A problem has two ends
A simple ssl issue gave me the opportunity to spread some troubleshooting love
So today I had an interesting teaching experience with someone who claimed they had a certificate problem. I needed to see if they were right. I explained my thinking to them in order to help them understand why I had come to my eventual conclusion.
I'm a visual thinker, and the best way for me to start to see any problem is by visualising the two ends of it, the cause and the effect. There's a reason the most hated question in tech support is 'is it plugged in?'. They are looking to the far-left of the problem, starting at one end. Picking one end is a good technique and one that's worked for me for decades.
My colleague believed that the effect - a broken chrome browser session in a third-party app complaining about net::ERR_INSECURE_RESPONSE - was linked to a cause - an issue with the certificate being presented by the target site. Most often (according to Google) this type of error is caused by certificate issues like use of SHA1, use of the wrong CN etc. so I can see why the finger is being pointed at the far-right end. No harm, no foul so far.
However our front-end is AWS Cloudfront, backed by AWS certificates so I'm sceptical that it's a certificate problem :)
The simplest way for me to see if there are problems with the certs is to take a look at them. So I requested the site in a different browser, one I know to be working. This worked just fine, but I couldn't easily see the full detail (I know it's in there, but it's not all readable in one place afaik) so I called out using openssl to download the certs. I did this using a quick.
openssl s_client -showcerts -verify 5 -connect <domain>:443 < /dev/null
I checked the canonical name, the SANs and the crypto methods, and everything looked fine. So could there be a problem with the certificate? No, the cert and its chain are fine.
I'm 99% certain at this point that it's a client problem but I'm not strictly asking the same question the client browser was asking. Let's step right in the problem from the browser end and check if anything obvious could be causing the problem.
I'm doing a plain http/1.1 GET, however the browser in this instance was doing a CORS pre-flight OPTIONS request. Is this important? No, because the ssl handshake is failing at connection, before the client is sending their OPTIONS request. Just for the hell of it I tried exactly the same request using curl, which worked fine so it's not that.

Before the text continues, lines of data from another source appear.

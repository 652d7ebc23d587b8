//! Ordered provider fallback: primary first, then secondary.

use tracing::{info, warn};

use crate::config::ProviderConfig;
use crate::llm_client::{DecodeError, LlmClient, Provider};

/// Where a pipeline payload came from.
#[derive(Debug, Clone, Copy, PartialEq, Eq)]
pub enum Origin {
    Provider(Provider),
    /// Static content substituted because no provider produced a usable payload.
    Fallback,
}

impl Origin {
    pub fn is_mock(&self) -> bool {
        matches!(self, Origin::Fallback)
    }

    pub fn label(&self) -> &'static str {
        match self {
            Origin::Provider(p) => p.name(),
            Origin::Fallback => "fallback",
        }
    }
}

/// The configured providers in the order they are tried.
/// An absent credential simply leaves that provider out of the chain.
#[derive(Clone, Default)]
pub struct ProviderChain {
    clients: Vec<LlmClient>,
}

impl ProviderChain {
    pub fn from_config(config: &ProviderConfig) -> Self {
        let mut clients = Vec::new();
        if let Some(key) = &config.primary_key {
            clients.push(LlmClient::new(
                Provider::Perplexity,
                key.clone(),
                config.primary_url.clone(),
                config.timeout,
            ));
        }
        if let Some(key) = &config.secondary_key {
            clients.push(LlmClient::new(
                Provider::Groq,
                key.clone(),
                config.secondary_url.clone(),
                config.timeout,
            ));
        }
        Self { clients }
    }

    pub fn with_max_attempts(self, max_attempts: u32) -> Self {
        Self {
            clients: self
                .clients
                .into_iter()
                .map(|c| c.with_max_attempts(max_attempts))
                .collect(),
        }
    }

    pub fn providers(&self) -> Vec<Provider> {
        self.clients.iter().map(LlmClient::provider).collect()
    }

    pub fn is_empty(&self) -> bool {
        self.clients.is_empty()
    }

    /// Tries each provider in order and returns the first payload that decodes.
    /// Transport failures, non-2xx responses and decode errors all fall through
    /// to the next provider. `None` means every provider was absent or failed.
    pub async fn first_success<T>(
        &self,
        prompt: &str,
        system: &str,
        max_tokens: u32,
        decode: impl Fn(&str) -> Result<T, DecodeError>,
    ) -> Option<(T, Provider)> {
        for client in &self.clients {
            let provider = client.provider();
            info!("Using {} for inference", provider.name());

            let text = match client.call_text(prompt, system, max_tokens).await {
                Ok(text) => text,
                Err(e) => {
                    warn!("{} call failed: {e}", provider.name());
                    continue;
                }
            };

            match decode(&text) {
                Ok(payload) => return Some((payload, provider)),
                Err(e) => {
                    warn!(
                        "{} returned an unusable payload: {e}; raw: {:?}",
                        provider.name(),
                        text.chars().take(200).collect::<String>()
                    );
                }
            }
        }
        None
    }
}
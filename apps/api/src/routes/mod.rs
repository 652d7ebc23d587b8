pub mod health;

use axum::{
    extract::DefaultBodyLimit,
    routing::{get, post},
    Router,
};
use tower_http::cors::CorsLayer;

use crate::analysis::handlers as resumes;
use crate::insights::handlers as insights;
use crate::state::AppState;

/// Largest accepted request body (resume uploads).
pub const MAX_BODY_BYTES: usize = 10 * 1024 * 1024;

pub fn build_router(state: AppState) -> Router {
    Router::new()
        .route("/health", get(health::health_handler))
        // Insight collection
        .route("/api/v1/insights", get(insights::handle_list_insights))
        .route("/api/v1/insights/collect", post(insights::handle_collect))
        // Resumes
        .route("/api/v1/resumes", post(resumes::handle_upload_resume))
        .route("/api/v1/resumes/analyze", post(resumes::handle_analyze))
        .route("/api/v1/resumes/:id", get(resumes::handle_get_resume))
        .route(
            "/api/v1/resumes/:id/analysis",
            get(resumes::handle_get_analysis),
        )
        .layer(DefaultBodyLimit::max(MAX_BODY_BYTES))
        .layer(CorsLayer::permissive())
        .with_state(state)
}
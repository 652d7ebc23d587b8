// Pipeline orchestration: collection path (fetch → extract → store) and
// analysis path (corpus → analyze → store).

pub mod orchestrator;
pub mod pacer;

pub use orchestrator::{AnalysisOutcome, CollectionOutcome, Pipeline};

Let's step right again to the content being asked for:
If the requested page contained an iframe to an insecure site, it might complain about ssl errors in the browser window. However the trace we had was a session waterfall graph, and it clearly showed the error on request of this specific page. So it's not this either.
But let's not forget that there are two ends. So now we feel like we're firmly beyond our world, we know the certificates are fine and we've dug around a bit at the edge to see if we missed anything, so let's look far-right at the client. It's third party, and I have nothing but some traces. I took a look anyway to see what could be seen.
Then I noticed the user-agent string in the original request:
This is Chrome 56, which is a 2017 release. An awful lot of SSL water has passed under the bridge since 2017, so maybe that's where the issue is? There's also a note in the original email that this is 'a new release'. Wait, what?
One rule of break/fix is that something must change for something to break. Slow, erosive changes, environmental changes, certificate changes, software releases. At its root all things which now work will experience change, and thus will break.
So I can't see a certificate problem, and they recently changed something and deployed something old, and then something broke.
Right now the evidence points to their release. Perhaps an old version of a browser bundled into the app which is hitting a known bug, perhaps it's missing some more modern capability or missing something from the certificate store. I'm confident now to ask them to go ask the third party to check.
I got this back:
So today I taught some people that not all SSL errors are caused by server-end certificates, and helped them figure out where the issue might be :)
Now I'm just waiting to find out what it was!